竜馬はドタドタと急いで階段を上り、自室に戻った。
玄関には和葉と優子。そして琴美が残された。
「な~んだ。そうだったのね」
と余裕が出てきたのか、優子は和葉の後ろの陰から出てきた。
「琴美ちゃんだっけ。長崎さんの妹ってことは?」
と和葉。
「はい。中学三年生です」
と微笑む。
「そうなのね。それにしても驚いたわ。私、てっきり琴美ちゃんがお兄ちゃんの彼女かと思っちゃったから」
と和葉が言うと、
琴美は急に赤くなり俯いて、
「そっ……。

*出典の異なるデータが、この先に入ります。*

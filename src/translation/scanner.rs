use super::parsers::{
    is_block_comment_end, is_block_comment_start, is_line_comment_start, matches_tag,
    try_start_dollar_quote,
};

#[derive(Clone)]
pub(super) enum State {
    Normal,
    SingleQuoted,
    DoubleQuoted,
    LineComment,
    BlockComment(u32),
    DollarQuoted(String),
}

/// Walks SQL text and yields `(index, byte)` for bytes that are live SQL.
///
/// String literals, quoted identifiers, line and nested block comments, and dollar-quoted
/// bodies are stepped over silently. Callers that consume more than one byte (an identifier,
/// a `::` cast) move the cursor with [`SqlScanner::skip_to`].
pub(super) struct SqlScanner<'a> {
    bytes: &'a [u8],
    idx: usize,
    state: State,
}

impl<'a> SqlScanner<'a> {
    pub(super) fn new(sql: &'a str) -> Self {
        Self {
            bytes: sql.as_bytes(),
            idx: 0,
            state: State::Normal,
        }
    }

    pub(super) fn skip_to(&mut self, idx: usize) {
        self.idx = idx;
    }
}

impl Iterator for SqlScanner<'_> {
    type Item = (usize, u8);

    fn next(&mut self) -> Option<Self::Item> {
        while self.idx < self.bytes.len() {
            let idx = self.idx;
            let b = self.bytes[idx];
            self.idx += 1;
            match self.state {
                State::Normal => match b {
                    b'\'' => self.state = State::SingleQuoted,
                    b'"' => self.state = State::DoubleQuoted,
                    _ if is_line_comment_start(self.bytes, idx) => {
                        self.state = State::LineComment;
                        self.idx = idx + 2;
                    }
                    _ if is_block_comment_start(self.bytes, idx) => {
                        self.state = State::BlockComment(1);
                        self.idx = idx + 2;
                    }
                    b'$' => {
                        if let Some((tag, close)) = try_start_dollar_quote(self.bytes, idx) {
                            self.state = State::DollarQuoted(tag);
                            self.idx = close + 1;
                        } else {
                            return Some((idx, b));
                        }
                    }
                    _ => return Some((idx, b)),
                },
                State::SingleQuoted => {
                    if b == b'\'' {
                        if self.bytes.get(idx + 1) == Some(&b'\'') {
                            self.idx = idx + 2; // skip escaped quote
                        } else {
                            self.state = State::Normal;
                        }
                    }
                }
                State::DoubleQuoted => {
                    if b == b'"' {
                        if self.bytes.get(idx + 1) == Some(&b'"') {
                            self.idx = idx + 2; // skip escaped quote
                        } else {
                            self.state = State::Normal;
                        }
                    }
                }
                State::LineComment => {
                    if b == b'\n' {
                        self.state = State::Normal;
                    }
                }
                State::BlockComment(depth) => {
                    if is_block_comment_start(self.bytes, idx) {
                        self.state = State::BlockComment(depth + 1);
                        self.idx = idx + 2;
                    } else if is_block_comment_end(self.bytes, idx) {
                        self.state = if depth == 1 {
                            State::Normal
                        } else {
                            State::BlockComment(depth - 1)
                        };
                        self.idx = idx + 2;
                    }
                }
                State::DollarQuoted(ref tag) => {
                    if b == b'$' && matches_tag(self.bytes, idx, tag) {
                        self.idx = idx + tag.len() + 2;
                        self.state = State::Normal;
                    }
                }
            }
        }
        None
    }
}

pub(super) fn next_is_digit(bytes: &[u8], idx: usize) -> bool {
    bytes.get(idx + 1).is_some_and(u8::is_ascii_digit)
}

#[cfg(test)]
mod tests {
    use super::*;

    fn live(sql: &str) -> String {
        SqlScanner::new(sql).map(|(_, b)| b as char).collect()
    }

    #[test]
    fn skips_literals_and_comments() {
        assert_eq!(live("a ':b' c"), "a  c");
        assert_eq!(live("a 'it''s' b"), "a  b");
        assert_eq!(live("a \"x:y\" b"), "a  b");
        assert_eq!(live("a -- :b\nc"), "a c");
        assert_eq!(live("a /* x /* y */ z */ b"), "a  b");
    }

    #[test]
    fn skips_dollar_quoted_bodies() {
        assert_eq!(live("$fn$ :x $fn$ y"), " y");
        assert_eq!(live("$1 + $2"), "$1 + $2");
    }
}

そんな……。私なんかが……。新屋敷さんの……。彼女だなんて……」
と自分の指を絡ませ始めた。
「あれっ!」
と和葉と優子は同時に声が出た。
つづく。
登場人物。
長崎琴美(ながさきことみ)
竜馬の野球繋がりの友人の妹。中学三年生。密かに竜馬のことが好き。家庭の事情から野球部はあるが人数がギリギリの公立小笠原(おがさわら)高校の兄を持つ。兄は野球の才能があり努力家で、中学時代と現在の高校でもエースピッチャーで四番。